In April 2015, in North Charleston, South Carolina, police officer Michael Slager shot a fleeing Walter Scott five times in the back, killing him, then told dispatchers that Scott had “grabbed my Taser.” A bystander’s video showed otherwise, and Slager was ultimately convicted of a federal civil rights violation and sent to jail for 20 years. Slager, who was white, was a veteran of the Coast Guard, just like Scott, the black man he’d killed.
Two weeks later, in Virginia, William Chapman, a black teen suspected of shoplifting at a Walmart, was shot dead by Portsmouth police officer Stephen Rankin—a white former Navy master-at-arms who, in 2011, had also shot an unarmed 26-year-old Kazakh cook 11 times in the line of duty. “What’s the difference if it was one round or 11 rounds or 111 rounds?” Rankin had written under a pseudonym on his local paper’s comment board. “When I was in Iraq, that would have been a good shoot. In fact, nobody would have really given it a second thought.” (Rankin, who was convicted in Chapman’s death and served two years in prison, deployed to Kuwait during his Navy career, but not Iraq, records show.)
There is no direct throughline connecting military service and brutal policing. For generations, the trope of the troubled (male) veteran who can’t turn off the violence and displaces his traumas has been a hackneyed stereotype of media coverage. And over the past decade, as American wars wind down and domestic impatience with police violence has grown—by one estimate, U.S. cops killed three people per day last year—some commentators have argued that military units now exercise more restraint and discipline than police forces.
Nevertheless, just as law enforcement departments have been gifted billions of dollars in surplus military hardware, they have also relied on a military-to-police pipeline to fill their ranks. This pipeline was reinforced by the Obama administration, which put tens of millions of dollars into creating veteran police positions in cities and towns across the country. “Even as departments around the country have attempted a cultural transformation from ‘warriors’ to ‘guardians,’ one in five police officers is literally a warrior, returned from Afghanistan, Iraq or other assignments,” according to “When Warriors Put On the Badge,” a 2017 investigative report by the Marshall Project in partnership with USA Today. (Even though they make up 20 percent of police forces, veterans make up only 7 percent of the U.S. population, by federal estimates.)
And while former service members have long been hailed as prototypical cops, the available data disagrees.

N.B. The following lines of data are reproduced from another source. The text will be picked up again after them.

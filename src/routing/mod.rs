//! Edge drawing: loop classification and the orthogonal router.
//!
//! Nothing here is stored in the graph. Hosts call into this module per edge
//! at render time.

pub mod anchors;
pub mod loops;
pub mod router;

pub use anchors::*;
pub use loops::*;
pub use router::*;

The Marshall Project found that veteran cops in Miami and Boston were more likely than nonserving officers to have faced use-of-force complaints. The news nonprofit also calculated that one-third of fatal police shootings in Albuquerque, New Mexico, between 2010 and 2014 involved military veterans. A 2018 study of the Dallas police department found that veteran cops were more likely to fire their guns, regardless of their deployment history.
In addition to a slew of recent high-profile killings of black Americans by cops with prior military service, the Marshall Project report concludes, “Veterans who work as police are more vulnerable to self-destructive behavior,” with little mental health screening or assistance; veterans preference in law enforcement recruiting also translates to adding more white cops out of proportion to most of the populations that they police. “Policing is not combat, it’s not a war,” said Joe Smarro, a Marine veteran of Iraq and San Antonio police officer who is now working to train fellow cops in de-escalation, crisis intervention, and suicide prevention. “It’s an entirely different world, an entirely different mindset. Yet the preparation is parallel to the military.”
When the September 11, 2001, attacks led the United States to declare war on terror, the logistics of American policing changed radically. Initially, law enforcement agencies had to manage the loss of a significant part of their workforces to reserve military deployments; as military engagements in Afghanistan and then Iraq dragged on, they sought to leverage “the valuable skills returning veterans possess and the unique recruiting opportunity” they offered police forces, according to “Employing Returning Combat Veterans as Law Enforcement Officers,” a 2009 Department of Justice report.
Nevertheless, the report’s authors also anticipated that as law enforcement leaders staffed up with veterans, they would need to offer lessons “exploring PTSD issues, differentiating between hostile war zones and local community environments, and retraining the use-of-force techniques.” One veteran cop testified in the report: “I don’t like driving over potholes because in Iraq they would put explosive devices in potholes and then pour concrete over them.” In Iraq, another explained, “you would fire a couple shots in the air to push the crowds back, but here [the response] would be to push the yellow tape back and request backup.” A third admitted: “You have to relearn everything.”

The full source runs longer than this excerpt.